Katie Price opens up about her mum’s health on Celebrity SAS: Who Dares Wins tonight (April 20.).
Amy was sadly diagnosed with terminal lung condition idiopathic pulmonary fibrosis in 2017.
The news has been particularly difficult for the star, who is incredibly close to her mother.
How is Katie Price’s mum?
Amy Price is currently self-quarantining because of the coronavirus outbreak.
Katie has not been able to see her properly for some time now as she is considered especially vulnerable due to her lung condition.
“My mum is dying and the last time I saw her was two weeks ago. I couldn’t even go in the house.”
“I was in the garden and she was in the conservatory,” the star explained to Closer.
“But I’ve got to keep away because she would literally die if she got it [coronavirus].”
However, they are in regular contact over the phone.
Katie’s son Harvey has Prader–Willi syndrome which means he is also at a high risk of dying from COVID-19.
This means Katie has not been able to see her other children Junior, Princess, Jett or Bunny either.

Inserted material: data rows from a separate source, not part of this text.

//! The immutable synergy catalog and the condition evaluator entry point.

use crate::stats::StatVector;

use super::condition::SynergyCondition;
use super::effect::SynergyEffect;

/// A named rule pairing an activation condition with an additive effect.
///
/// Synergies are created once at catalog load time and never mutated or
/// removed at runtime. `tier` (1–3) groups synergies for display; it does
/// not affect activation and tiers are not mutually exclusive.
#[derive(Clone, Debug, PartialEq)]
#[cfg_attr(feature = "serde", derive(serde::Serialize, serde::Deserialize))]
pub struct Synergy {
    pub name: String,
    pub tier: u8,
    pub condition: SynergyCondition,
    pub effect: SynergyEffect,
}

/// Process-wide, ordered list of synergy definitions.
///
/// Order matches the source table and matters only for enumeration and
/// display; aggregation over any subset is commutative.
#[derive(Clone, Debug, Default, PartialEq)]
#[cfg_attr(feature = "serde", derive(serde::Serialize, serde::Deserialize))]
pub struct SynergyCatalog {
    entries: Vec<Synergy>,
}

impl SynergyCatalog {
    /// Build a catalog from already-validated definitions, preserving order.
    pub fn new(entries: Vec<Synergy>) -> Self {
        Self { entries }
    }

    /// All synergies whose condition the given stats satisfy, in catalog
    /// order.
    ///
    /// This is the uncached full listing: it is recomputed from the current
    /// stats on every call, so it can never serve stale results. Combat hot
    /// paths that only need special payloads should go through
    /// [`super::cache::SpecialsCache`] instead.
    pub fn active_for(&self, stats: &StatVector) -> Vec<&Synergy> {
        self.entries
            .iter()
            .filter(|synergy| synergy.condition.is_met(stats))
            .collect()
    }

    /// Look up a synergy by name (display/inspection use).
    pub fn get(&self, name: &str) -> Option<&Synergy> {
        self.entries.iter().find(|synergy| synergy.name == name)
    }

    /// Iterate all definitions in catalog order.
    pub fn iter(&self) -> impl Iterator<Item = &Synergy> {
        self.entries.iter()
    }

    pub fn len(&self) -> usize {
        self.entries.len()
    }

    pub fn is_empty(&self) -> bool {
        self.entries.is_empty()
    }
}

#[cfg(test)]
mod tests {
    use super::*;

    fn synergy(name: &str, condition: SynergyCondition) -> Synergy {
        Synergy {
            name: name.to_string(),
            tier: 1,
            condition,
            effect: SynergyEffect::default(),
        }
    }

    #[test]
    fn active_for_filters_unmet_conditions() {
        let catalog = SynergyCatalog::new(vec![
            synergy("warrior", SynergyCondition::per_stat(50, 0, 0, 0, 0)),
            synergy("balanced", SynergyCondition::uniform(30)),
            synergy("baseline", SynergyCondition::default()),
        ]);

        let active = catalog.active_for(&StatVector::new(50, 0, 0, 0, 0));
        let names: Vec<&str> = active.iter().map(|s| s.name.as_str()).collect();
        assert_eq!(names, vec!["warrior", "baseline"]);
    }

    #[test]
    fn active_for_preserves_catalog_order() {
        let catalog = SynergyCatalog::new(vec![
            synergy("third", SynergyCondition::default()),
            synergy("first", SynergyCondition::default()),
            synergy("second", SynergyCondition::default()),
        ]);

        let names: Vec<&str> = catalog
            .active_for(&StatVector::default())
            .iter()
            .map(|s| s.name.as_str())
            .collect();
        assert_eq!(names, vec!["third", "first", "second"]);
    }

    #[test]
    fn get_finds_by_name() {
        let catalog = SynergyCatalog::new(vec![synergy("warrior", SynergyCondition::default())]);
        assert!(catalog.get("warrior").is_some());
        assert!(catalog.get("mage").is_none());
    }
}
//! Data-driven synergy definitions and loaders.
//!
//! This crate turns the external synergy table into an immutable
//! [`synergy_core::SynergyCatalog`]:
//! - Synergy table rows (data-driven via RON, spreadsheet-shaped)
//! - Free-form "special" effect payloads (JSON objects inside the table)
//!
//! Content is loaded once at startup by the runtime and never appears in
//! game state. Malformed cells degrade to safe defaults with a logged
//! warning; only a file-level failure aborts the load.

#[cfg(feature = "loaders")]
pub mod loaders;

#[cfg(feature = "loaders")]
pub use loaders::{ContentFactory, SynergyLoader, SynergyRow, SynergyTable};
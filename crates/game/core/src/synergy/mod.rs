//! Synergy System - additive stat-investment bonuses.
//!
//! A synergy pairs an activation condition over the five invested stats with
//! an additively-stacking effect. The pipeline is:
//!
//! ```text
//! [ SynergyCatalog (immutable, loaded once) ]
//!      ↓ active_for(stats)
//! [ Active Synergies ]
//!      ↓ EffectBundle::aggregate
//! [ EffectBundle (summed channels) ]
//! ```
//!
//! ## Principles
//!
//! 1. **Immutable catalog**: definitions are created at load time and never
//!    mutated or removed afterwards
//! 2. **Total evaluation**: condition checks are pure and defined for every
//!    stat vector; no partial credit for near-misses
//! 3. **Commutative aggregation**: the bundle is an elementwise sum, so any
//!    ordering or grouping of the same active set yields the same result
//! 4. **Transient results**: active lists and bundles are recomputed on
//!    demand; only the special-payload subset is cached, per entity, until
//!    explicitly invalidated

pub mod aggregate;
pub mod cache;
pub mod catalog;
pub mod condition;
pub mod effect;

pub use aggregate::EffectBundle;
pub use cache::SpecialsCache;
pub use catalog::{Synergy, SynergyCatalog};
pub use condition::SynergyCondition;
pub use effect::{SpecialMap, SpecialValue, SynergyEffect};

“It’s hard, but I’ve got FaceTime. In that respect I’m struggling – it’s been a month since I’ve seen them. But I can’t risk Harvey,” she told new! magazine.
Is Amy Price’s condition terminal?
Katie has confirmed that her mother is dying.
Following her diagnosis, she was given a three to five year life expectancy by doctors.
Treatment for idiopathic pulmonary fibrosis includes a lung transplant.
After hearing her mum had the condition, she offered to give one of her lungs – but Amy refused.
“She wouldn’t ever let me because I have kids but it’s not that easy,” Katie revealed on Loose Women.
“There’s not that many on the transplant list, they have to wait until you’re nearly dead.”
What has Amy said about her condition?
Amy discussed her condition on Loose Women last year after meeting with doctors to discuss the possibility of lung transplant.
“They keep an eye on me, my lung function tests have dropped a little bit,” she said, “but that’s to be expected with what I have got because it is a progressive illness.
“But they do all the tests on the other organs in your body to prepare you for when they think you need a transplant.
“What they do is that they look at everything to make sure you can cope with it – your heart, liver and your kidneys and all that – and they are still 100 percent, they are fine.
“So at the moment they go, ‘You are too healthy, go and enjoy yourself. And come back in six months.'”
Amy also made the decision last year to live in Spain during the winter months.
‘The warmer weather makes me feel much better. If I go walking in the U.K. I do 2,000 steps whereas in Spain I can do 10,000 steps and I don’t cough,” she added.